GPSLog Labs Blog

GPSLog Labs Blog

New features and tips for using

Filed under: goals   graphs   predictions   stats   tags  

Distance Finish Time Predictions

I've just added an experimental feature to GPSLog Labs to provide estimates of the finish times for different distances based on the activity you've logged. For example, this can take your pace from a 10km run and tell you how long it would take to do a half marathon, or take a target pace for a long distance and tell you how fast you should be aiming to do shorter training runs.
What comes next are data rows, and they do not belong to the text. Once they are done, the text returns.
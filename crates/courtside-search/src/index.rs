// Copyright (c) 2025 Felix Kahle.
//
// Permission is hereby granted, free of charge, to any person obtaining
// a copy of this software and associated documentation files (the
// "Software"), to deal in the Software without restriction, including
// without limitation the rights to use, copy, modify, merge, publish,
// distribute, sublicense, and/or sell copies of the Software, and to
// permit persons to whom the Software is furnished to do so, subject to
// the following conditions:
//
// The above copyright notice and this permission notice shall be
// included in all copies or substantial portions of the Software.
//
// THE SOFTWARE IS PROVIDED "AS IS", WITHOUT WARRANTY OF ANY KIND,
// EXPRESS OR IMPLIED, INCLUDING BUT NOT LIMITED TO THE WARRANTIES OF
// MERCHANTABILITY, FITNESS FOR A PARTICULAR PURPOSE AND
// NONINFRINGEMENT. IN NO EVENT SHALL THE AUTHORS OR COPYRIGHT HOLDERS BE
// LIABLE FOR ANY CLAIM, DAMAGES OR OTHER LIABILITY, WHETHER IN AN ACTION
// OF CONTRACT, TORT OR OTHERWISE, ARISING FROM, OUT OF OR IN CONNECTION
// WITH THE SOFTWARE OR THE USE OR OTHER DEALINGS IN THE SOFTWARE.

use courtside_core::utils::index::{TypedIndex, TypedIndexTag};

#[derive(Clone, Copy, PartialEq, Eq, PartialOrd, Ord, Hash, Debug)]
pub struct VariableIndexTag;

impl TypedIndexTag for VariableIndexTag {
    const NAME: &'static str = "VariableIndex";
}

/// A binary decision variable of a `BinaryProgram`.
pub type VariableIndex = TypedIndex<VariableIndexTag>;

#[derive(Clone, Copy, PartialEq, Eq, PartialOrd, Ord, Hash, Debug)]
pub struct ConstraintIndexTag;

impl TypedIndexTag for ConstraintIndexTag {
    const NAME: &'static str = "ConstraintIndex";
}

/// A linear constraint of a `BinaryProgram`.
pub type ConstraintIndex = TypedIndex<ConstraintIndexTag>;
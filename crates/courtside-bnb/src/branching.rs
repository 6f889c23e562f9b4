// Copyright (c) 2025 Felix Kahle.
//
// Permission is hereby granted, free of charge, to any person obtaining
// a copy of this software and associated documentation files (the
// "Software"), to deal in the Software without restriction, including
// without limitation the rights to use, copy, modify, merge, publish,
// distribute, sublicense, and/or sell copies of the Software, and to
// permit persons to whom the Software is furnished to do so, subject to
// the following conditions:
//
// The above copyright notice and this permission notice shall be
// included in all copies or substantial portions of the Software.
//
// THE SOFTWARE IS PROVIDED "AS IS", WITHOUT WARRANTY OF ANY KIND,
// EXPRESS OR IMPLIED, INCLUDING BUT NOT LIMITED TO THE WARRANTIES OF
// MERCHANTABILITY, FITNESS FOR A PARTICULAR PURPOSE AND
// NONINFRINGEMENT. IN NO EVENT SHALL THE AUTHORS OR COPYRIGHT HOLDERS BE
// LIABLE FOR ANY CLAIM, DAMAGES OR OTHER LIABILITY, WHETHER IN AN ACTION
// OF CONTRACT, TORT OR OTHERWISE, ARISING FROM, OUT OF OR IN CONNECTION
// WITH THE SOFTWARE OR THE USE OR OTHER DEALINGS IN THE SOFTWARE.

//! # Branching
//!
//! A node of the search tree is described by one `VariableBound` per
//! variable. Branching picks a `Free` variable whose relaxation value is
//! fractional and splits the node into a child with the variable at zero and
//! one with it at one.

use courtside_core::num::tolerance::{fractionality, INTEGRALITY_TOLERANCE};
use courtside_search::index::VariableIndex;

/// The domain of a binary variable at a search node.
#[derive(Debug, Clone, Copy, PartialEq, Eq, Hash, Default)]
pub enum VariableBound {
    /// Relaxed to `0 <= x <= 1`.
    #[default]
    Free,
    Zero,
    One,
}

impl VariableBound {
    /// The fixed value, or `None` if the variable is free.
    #[inline]
    pub const fn fixed_value(self) -> Option<bool> {
        match self {
            VariableBound::Free => None,
            VariableBound::Zero => Some(false),
            VariableBound::One => Some(true),
        }
    }
}

/// Chooses the variable to branch on at a node.
pub trait BranchingRule {
    fn name(&self) -> &str;

    /// Returns a free variable whose value in `relaxation` is fractional, or
    /// `None` if every free variable is integral within tolerance.
    fn select(&mut self, relaxation: &[f64], bounds: &[VariableBound]) -> Option<VariableIndex>;
}

#[inline]
fn fractional_candidates<'a>(
    relaxation: &'a [f64],
    bounds: &'a [VariableBound],
) -> impl Iterator<Item = (usize, f64)> + 'a {
    debug_assert_eq!(
        relaxation.len(),
        bounds.len(),
        "relaxation has {} values for {} bounds",
        relaxation.len(),
        bounds.len()
    );
    relaxation
        .iter()
        .zip(bounds)
        .enumerate()
        .filter(|&(_, (_, b))| *b == VariableBound::Free)
        .map(|(j, (&v, _))| (j, fractionality(v)))
        .filter(|&(_, f)| f > INTEGRALITY_TOLERANCE)
}

/// Branches on the variable closest to one half. Ties go to the lowest index.
#[derive(Debug, Clone, Copy, PartialEq, Eq, Default)]
pub struct MostFractional;

impl BranchingRule for MostFractional {
    fn name(&self) -> &str {
        "MostFractional"
    }

    fn select(&mut self, relaxation: &[f64], bounds: &[VariableBound]) -> Option<VariableIndex> {
        let mut best: Option<(usize, f64)> = None;
        for (j, f) in fractional_candidates(relaxation, bounds) {
            if best.map_or(true, |(_, bf)| f > bf) {
                best = Some((j, f));
            }
        }
        best.map(|(j, _)| VariableIndex::new(j))
    }
}

/// Branches on the fractional variable with the lowest index.
#[derive(Debug, Clone, Copy, PartialEq, Eq, Default)]
pub struct FirstFractional;

impl BranchingRule for FirstFractional {
    fn name(&self) -> &str {
        "FirstFractional"
    }

    fn select(&mut self, relaxation: &[f64], bounds: &[VariableBound]) -> Option<VariableIndex> {
        fractional_candidates(relaxation, bounds)
            .next()
            .map(|(j, _)| VariableIndex::new(j))
    }
}
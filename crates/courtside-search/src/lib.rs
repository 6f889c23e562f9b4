// Copyright (c) 2025 Felix Kahle.
//
// Permission is hereby granted, free of charge, to any person obtaining
// a copy of this software and associated documentation files (the
// "Software"), to deal in the Software without restriction, including
// without limitation the rights to use, copy, modify, merge, publish,
// distribute, sublicense, and/or sell copies of the Software, and to
// permit persons to whom the Software is furnished to do so, subject to
// the following conditions:
//
// The above copyright notice and this permission notice shall be
// included in all copies or substantial portions of the Software.
//
// THE SOFTWARE IS PROVIDED "AS IS", WITHOUT WARRANTY OF ANY KIND,
// EXPRESS OR IMPLIED, INCLUDING BUT NOT LIMITED TO THE WARRANTIES OF
// MERCHANTABILITY, FITNESS FOR A PARTICULAR PURPOSE AND
// NONINFRINGEMENT. IN NO EVENT SHALL THE AUTHORS OR COPYRIGHT HOLDERS BE
// LIABLE FOR ANY CLAIM, DAMAGES OR OTHER LIABILITY, WHETHER IN AN ACTION
// OF CONTRACT, TORT OR OTHERWISE, ARISING FROM, OUT OF OR IN CONNECTION
// WITH THE SOFTWARE OR THE USE OR OTHER DEALINGS IN THE SOFTWARE.

//! # Courtside Search
//!
//! **The narrow seam between the roster optimizer and whatever solves it.**
//!
//! The optimizer never talks to a concrete integer-programming engine. It
//! builds a `BinaryProgram` (binary variables, linear constraints, a linear
//! objective), hands it to any `Solver`, and receives a `SolverOutcome`.
//! Backends are swappable, and tests can plug in fakes.
//!
//! ## Modules
//!
//! * **`program`**: `BinaryProgram` and its builder.
//! * **`solution`**: `BinarySolution`, a 0/1 assignment with its objective.
//! * **`result`**: `SolverResult`, `TerminationReason`, and `SolverOutcome`.
//! * **`solver`**: The `Solver` trait and `SolverError`.
//! * **`stats`**: Backend-independent statistics.
//! * **`monitor`**: Search monitors that observe and limit a running solve.

pub mod index;
pub mod monitor;
pub mod program;
pub mod result;
pub mod solution;
pub mod solver;
pub mod stats;
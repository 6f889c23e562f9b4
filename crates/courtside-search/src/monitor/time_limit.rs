// Copyright (c) 2025 Felix Kahle.
//
// Permission is hereby granted, free of charge, to any person obtaining
// a copy of this software and associated documentation files (the
// "Software"), to deal in the Software without restriction, including
// without limitation the rights to use, copy, modify, merge, publish,
// distribute, sublicense, and/or sell copies of the Software, and to
// permit persons to whom the Software is furnished to do so, subject to
// the following conditions:
//
// The above copyright notice and this permission notice shall be
// included in all copies or substantial portions of the Software.
//
// THE SOFTWARE IS PROVIDED "AS IS", WITHOUT WARRANTY OF ANY KIND,
// EXPRESS OR IMPLIED, INCLUDING BUT NOT LIMITED TO THE WARRANTIES OF
// MERCHANTABILITY, FITNESS FOR A PARTICULAR PURPOSE AND
// NONINFRINGEMENT. IN NO EVENT SHALL THE AUTHORS OR COPYRIGHT HOLDERS BE
// LIABLE FOR ANY CLAIM, DAMAGES OR OTHER LIABILITY, WHETHER IN AN ACTION
// OF CONTRACT, TORT OR OTHERWISE, ARISING FROM, OUT OF OR IN CONNECTION
// WITH THE SOFTWARE OR THE USE OR OTHER DEALINGS IN THE SOFTWARE.

//! # Time Limit Monitor
//!
//! Enforces a wall-clock budget on a solve. The clock is read only on steps
//! where `(steps & clock_check_mask) == 0`, so the default mask (`0x3FFF`)
//! costs one `Instant::elapsed` per 16,384 nodes. A mask of `0` checks on
//! every step, which suits searches whose nodes are expensive (each
//! branch-and-bound node solves a full LP).
//!
//! ```rust
//! use courtside_search::monitor::time_limit::TimeLimitMonitor;
//! use courtside_search::monitor::search_monitor::{SearchMonitor, SearchCommand};
//! use std::time::Duration;
//!
//! let mut mon = TimeLimitMonitor::new(Duration::from_secs(5));
//! mon.on_step();
//! assert_eq!(mon.search_command(), SearchCommand::Continue);
//! ```

use crate::{
    monitor::search_monitor::{SearchCommand, SearchMonitor},
    program::BinaryProgram,
    solution::BinarySolution,
};
use std::time::{Duration, Instant};

/// The message carried by the termination command.
pub const TIME_LIMIT_REACHED: &str = "time limit reached";

#[derive(Debug, Clone, PartialEq, Eq)]
pub struct TimeLimitMonitor {
    clock_check_mask: u64,
    steps: u64,
    time_limit: Duration,
    start_time: Instant,
}

impl TimeLimitMonitor {
    /// Check every 16,384 steps (2^14).
    const DEFAULT_STEP_CLOCK_CHECK_MASK: u64 = 0x3FFF;

    #[inline]
    pub fn new(time_limit: Duration) -> Self {
        Self::with_clock_check_mask(time_limit, Self::DEFAULT_STEP_CLOCK_CHECK_MASK)
    }

    #[inline]
    pub fn with_clock_check_mask(time_limit: Duration, clock_check_mask: u64) -> Self {
        Self {
            clock_check_mask,
            steps: 0,
            time_limit,
            start_time: Instant::now(),
        }
    }

    #[inline]
    pub fn time_limit(&self) -> Duration {
        self.time_limit
    }
}

impl SearchMonitor for TimeLimitMonitor {
    fn name(&self) -> &str {
        "TimeLimitMonitor"
    }

    fn on_enter_search(&mut self, _program: &BinaryProgram) {
        self.start_time = Instant::now();
        self.steps = 0;
    }

    fn on_exit_search(&mut self) {}

    fn on_solution_found(&mut self, _solution: &BinarySolution) {}

    #[inline(always)]
    fn on_step(&mut self) {
        self.steps = self.steps.wrapping_add(1);
    }

    #[inline(always)]
    fn search_command(&self) -> SearchCommand {
        if (self.steps & self.clock_check_mask) == 0 && self.start_time.elapsed() >= self.time_limit
        {
            return SearchCommand::Terminate(TIME_LIMIT_REACHED.to_string());
        }
        SearchCommand::Continue
    }
}

#[cfg(test)]
mod tests {
    use super::*;

    #[test]
    fn test_default_mask_is_power_of_two_minus_one() {
        assert_eq!(TimeLimitMonitor::DEFAULT_STEP_CLOCK_CHECK_MASK, 0x3FFF);
        let mon = TimeLimitMonitor::new(Duration::from_secs(1));
        assert_eq!(mon.clock_check_mask, 0x3FFF);
    }

    #[test]
    fn test_terminates_after_time_limit_when_mask_condition_met() {
        let mut mon = TimeLimitMonitor::new(Duration::from_millis(10));
        mon.start_time = Instant::now() - Duration::from_millis(50);
        mon.steps = 0;
        assert_eq!(
            mon.search_command(),
            SearchCommand::Terminate(TIME_LIMIT_REACHED.to_string())
        );
    }

    #[test]
    fn test_continues_when_mask_condition_not_met_even_if_time_exceeded() {
        let mut mon = TimeLimitMonitor::new(Duration::from_millis(1));
        mon.start_time = Instant::now() - Duration::from_millis(50);
        mon.steps = 1;
        assert_eq!(mon.search_command(), SearchCommand::Continue);
    }

    #[test]
    fn test_zero_mask_always_checks() {
        let mut mon = TimeLimitMonitor::with_clock_check_mask(Duration::from_millis(1), 0);
        mon.start_time = Instant::now() - Duration::from_millis(50);
        mon.steps = 12345;
        assert!(matches!(mon.search_command(), SearchCommand::Terminate(_)));
    }

    #[test]
    fn test_enter_search_restarts_the_clock() {
        let mut mon = TimeLimitMonitor::with_clock_check_mask(Duration::from_secs(3600), 0);
        mon.start_time = Instant::now() - Duration::from_secs(7200);
        mon.steps = 99;
        let program = crate::program::BinaryProgramBuilder::new(
            crate::program::ObjectiveSense::Maximize,
        )
        .build();
        mon.on_enter_search(&program);
        assert_eq!(mon.steps, 0);
        assert_eq!(mon.search_command(), SearchCommand::Continue);
    }

    #[test]
    fn test_on_step_increments_steps_wrapping() {
        let mut mon = TimeLimitMonitor::new(Duration::from_secs(1));
        mon.on_step();
        assert_eq!(mon.steps, 1);
        mon.steps = u64::MAX;
        mon.on_step();
        assert_eq!(mon.steps, 0);
    }

    #[test]
    fn test_mask_condition_triggers_every_2_pow_k_steps() {
        let mut mon = TimeLimitMonitor::with_clock_check_mask(Duration::ZERO, 0x3);
        for s in [0u64, 4, 8, 12] {
            mon.steps = s;
            assert!(
                matches!(mon.search_command(), SearchCommand::Terminate(_)),
                "expected a clock check at steps={s}"
            );
        }
        for s in [1u64, 2, 3, 5, 6, 7] {
            mon.steps = s;
            assert_eq!(mon.search_command(), SearchCommand::Continue, "steps={s}");
        }
    }
}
This is based on formulas developed many years ago by Peter Riegel and Dave Cameron by fitting a curve to the world record times for various distances. How well these apply to non-elite athletes is something I'm curious about, but the theory is that if you put 100% into running 10km, you'll do it in a certain time. If you put 100% into running 5km, you'll be able to go a certain amount faster as you only have to last half as long and vice versa for 20km. The ratio of speeds at different distances should be roughly right even if you're not breaking world records.

There are two places where this now appears in GPSLog Labs, the first is on an activity detail page's Comparisons tab and it extrapolates the pace (with and without stop time taken into account) to other distances:

The estimates using the two formulas are quite close until you get to very large distances, but you will hopefully be able to judge which is more appropriate for your activity.

The second version is found on the Distance vs Time Graph tabs of the Tag detail and Goal detail pages. Move the mouse to set the speed to be extrapolated and the prediction curves will be overlayed on your actual recorded activity to see how they compare. The thin gray line is a linear prediction assuming your speed/pace won't vary as the distance increases or decreases. The red line uses Peter Riegel's model and the green line uses Dave Cameron's model. These estimates are often very similar and overlap simply appearing gray.

As far as I know, these formulas were developed for running, but the curves may be useful for other activity as well.

I'm very interested in knowing how this works for people, there are many other sites on the internet that will perform the same extrapolations if you manually key in your distance and time, so it's not just me interested in playing with this stuff!